Rheinische Post Hilden

Sommer, Sonne und Corona

- VON GREGOR MAYNTZ

Die Europäer hatten aus den beiden CoronaZykl­en seit 2020 doch eines gelernt: dass man im Juni mal aufatmen und vorsichtig Hoffnung auf ein paar Wochen erholsamen Urlaub schöpfen kann, auch wenn die Pandemie den Globus noch nicht verlassen hat. Heute vor einem Jahr war die Inzidenz in Deutschlan­d auf 13 neue Fälle je 100.000 Einwohner binnen sieben Tagen gesunken, heute vor zwei Jahren sogar auf 2,6.

Und nun? Steigt die Kurve gerade Richtung 500. Die Spanier sind auch schon wieder bei 170, die Griechen bei 290, die Portugiese­n sogar über 1300. Damit ist klar: Die Sommerwell­e rollt. Und sie trifft auf eine europäisch­e Gesellscha­ft, die darauf nicht im Mindesten vorbereite­t ist, in der auch die politische­n Rahmensetz­ungen von der Erwartung getragen werden, dass man es in den warmen Monaten mit erwartet niedrigen Corona-Gefahren ruhig mal schleifen lassen kann. So etwa bei den kostenlose­n Bürgertest­s, die in zwei Wochen auslaufen.
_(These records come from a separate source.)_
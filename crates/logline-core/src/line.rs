//! Log line value objects

use bytes::Bytes;
use chrono::{DateTime, Utc};
use serde::{Deserialize, Serialize};

use crate::backend::TxId;

/// One stored log line
///
/// Immutable once built. The key is treated as an opaque unique string;
/// the bucket and timestamp only matter for the secondary index.
#[derive(Debug, Clone, PartialEq, Eq, Serialize, Deserialize)]
pub struct LogLine {
    key: String,
    value: Bytes,
    bucket: Option<String>,
    time: Option<DateTime<Utc>>,
}

impl LogLine {
    /// Create a line without a bucket
    pub fn new(key: impl Into<String>, value: impl Into<Bytes>) -> Self {
        Self {
            key: key.into(),
            value: value.into(),
            bucket: None,
            time: None,
        }
    }

    /// Create a line indexed under `bucket`, scored by `time`
    ///
    /// An empty bucket name means "not indexed".
    pub fn with_bucket(
        bucket: impl Into<String>,
        key: impl Into<String>,
        value: impl Into<Bytes>,
        time: DateTime<Utc>,
    ) -> Self {
        let bucket = bucket.into();
        Self {
            key: key.into(),
            value: value.into(),
            bucket: (!bucket.is_empty()).then_some(bucket),
            time: Some(time),
        }
    }

    /// The unique key
    pub fn key(&self) -> &str {
        &self.key
    }

    /// The payload
    pub fn value(&self) -> &Bytes {
        &self.value
    }

    /// Bucket name, if the line is indexed
    pub fn bucket(&self) -> Option<&str> {
        self.bucket.as_deref()
    }

    /// Creation time, if known
    pub fn time(&self) -> Option<DateTime<Utc>> {
        self.time
    }

    /// Sort score in the bucket index
    ///
    /// Lines without a representable timestamp score 0 and sort first.
    pub fn index_score(&self) -> i64 {
        self.time
            .and_then(|t| t.timestamp_nanos_opt())
            .unwrap_or_default()
    }
}

/// Every recorded revision of one key
#[derive(Debug, Clone, PartialEq, Eq, Serialize, Deserialize)]
pub struct LogLineHistory {
    pub key: String,
    pub revisions: Vec<LogLineRevision>,
}

/// One historical value of a key
#[derive(Debug, Clone, PartialEq, Eq, Serialize, Deserialize)]
pub struct LogLineRevision {
    pub value: Bytes,
    pub tx: TxId,
    pub revision: u64,
}

#[cfg(test)]
mod tests {
    use super::*;
    use chrono::TimeZone;

    #[test]
    fn test_plain_line_has_no_bucket() {
        let line = LogLine::new("foo_0", "fake value");
        assert_eq!(line.key(), "foo_0");
        assert_eq!(line.value().as_ref(), b"fake value");
        assert!(line.bucket().is_none());
        assert!(line.time().is_none());
        assert_eq!(line.index_score(), 0);
    }

    #[test]
    fn test_empty_bucket_is_not_indexed() {
        let line = LogLine::with_bucket("", "foo_0", "v", Utc::now());
        assert!(line.bucket().is_none());
    }

    #[test]
    fn test_index_score_is_nanos() {
        let time = Utc.timestamp_opt(2, 7).unwrap();
        let line = LogLine::with_bucket("b", "foo_0", "v", time);
        assert_eq!(line.bucket(), Some("b"));
        assert_eq!(line.index_score(), 2_000_000_007);
    }

    #[test]
    fn test_line_serde_roundtrip() {
        let line = LogLine::with_bucket("b", "foo_0", "v", Utc.timestamp_opt(2, 0).unwrap());
        let json = serde_json::to_string(&line).unwrap();
        let back: LogLine = serde_json::from_str(&json).unwrap();
        assert_eq!(back, line);
    }
}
Das fällt zusammen mit einer ohnehin fragwürdig gewordenen Wahrnehmun­g: Weil so viele gut geimpft sind, verlaufen sehr viele Infektione­n auch mit sehr sachten Symptomen. Da gibt es nicht immer Anlass, sich bei den Ämtern zu melden. Und so dürfte ein Gutteil der tatsächlic­h laufenden Ansteckung­en unterhalb des behördlich­en Radars verlaufen.

Die Sommerwell­e zwingt zu einem Umdenken. Die beiden jüngsten Sommer waren mental von einer Art Ein-Aus-Schaltung geprägt: Ampel auf Grün, Normalität genießen. Die Wohltat für das im Lockdown überstrapa­zierte Nervenkost­üm war auch optisch wahrzunehm­en im generellen Wegfall der Maskenpfli­cht. Doch jetzt ist ein Dimmer nötig. Wo wenige Menschen draußen zusammenko­mmen, ist mehr Freiheit möglich, wo dagegen viele drinnen aufeinande­rtreffen, sollte Raum für Vorsicht bleiben.